The fuzz test at the end is the cheapest defence against the contract layer crashing on unexpected input. Property-based testing libraries (Hypothesis for Python, Quickcheck-derived for other languages) generate random shapes; the contract is expected to either succeed or return a structured error, never crash.
CI gate composition¶
The PR for a contract change runs the tests in this order, fast first:
- Schema well-formedness (milliseconds)
- Version compatibility against the previous version (milliseconds)
- Behavioural tests against mocked downstream (seconds)
- Pact tests against staging downstream (minutes — but parallelisable per tool)
Each gate must pass; otherwise the PR is blocked. The scheduled live pact run (chapter 09) is independent and is the drift detector, not a PR gate.
A platform that has not yet built pacts can start with gates 1, 2, and 4 — the cheapest three — and add pacts incrementally per tool.

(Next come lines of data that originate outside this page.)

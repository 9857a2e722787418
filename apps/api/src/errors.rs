use axum::{
    http::StatusCode,
    response::{IntoResponse, Response},
    Json,
};
use serde_json::json;
use thiserror::Error;

/// Application-level error type.
/// Implements `IntoResponse` so Axum handlers can return `Result<T, AppError>`.
#[derive(Debug, Error)]
pub enum AppError {
    #[error("Not found: {0}")]
    NotFound(String),

    #[error("Validation error: {0}")]
    Validation(String),

    #[error("Conflict: {0}")]
    Conflict(String),

    #[error("Database error: {0}")]
    Database(#[from] sqlx::Error),

    #[error("Internal server error: {0}")]
    Internal(#[from] anyhow::Error),
}

impl IntoResponse for AppError {
    fn into_response(self) -> Response {
        let (status, code, message) = match &self {
            AppError::NotFound(msg) => (StatusCode::NOT_FOUND, "NOT_FOUND", msg.clone()),
            AppError::Validation(msg) => (StatusCode::BAD_REQUEST, "VALIDATION_ERROR", msg.clone()),
            AppError::Conflict(msg) => (StatusCode::CONFLICT, "CONFLICT", msg.clone()),
            AppError::Database(e) => {
                tracing::error!("Database error: {e}");
                (
                    StatusCode::INTERNAL_SERVER_ERROR,
                    "DATABASE_ERROR",
                    "A database error occurred".to_string(),
                )
            }
            AppError::Internal(e) => {
                tracing::error!("Internal error: {e:?}");
                (
                    StatusCode::INTERNAL_SERVER_ERROR,
                    "INTERNAL_ERROR",
                    "An internal server error occurred".to_string(),
                )
            }
        };

        let body = Json(json!({
            "error": {
                "code": code,
                "message": message
            }
        }));

        (status, body).into_response()
    }
}
pub mod binding;
pub mod template;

What contract testing does not solve¶
- Model behaviour. The contract can be perfect, and the model can still pick the wrong tool, pass the wrong arguments, or surface the wrong message. Contract testing is about the contract layer, not the agent's prompt or tool-choice logic. Agent-level testing lives in module
04_ai_product_evals. - Downstream regressions inside their tested behaviour. If the downstream changes from returning success in 200ms to 5s, your contract tests pass but production users notice. SLAs are a separate signal (chapter 11 audit covers latency capture).
- Coordination failures. A test gate cannot replace a notification protocol with the downstream team.
What contract testing solves is: a tool contract change that ships to production is, when tested, well-formed, correctly versioned, compatible with the running downstream, and faithful to the behaviours the contract claims. That is a tighter envelope than what most platforms ship today.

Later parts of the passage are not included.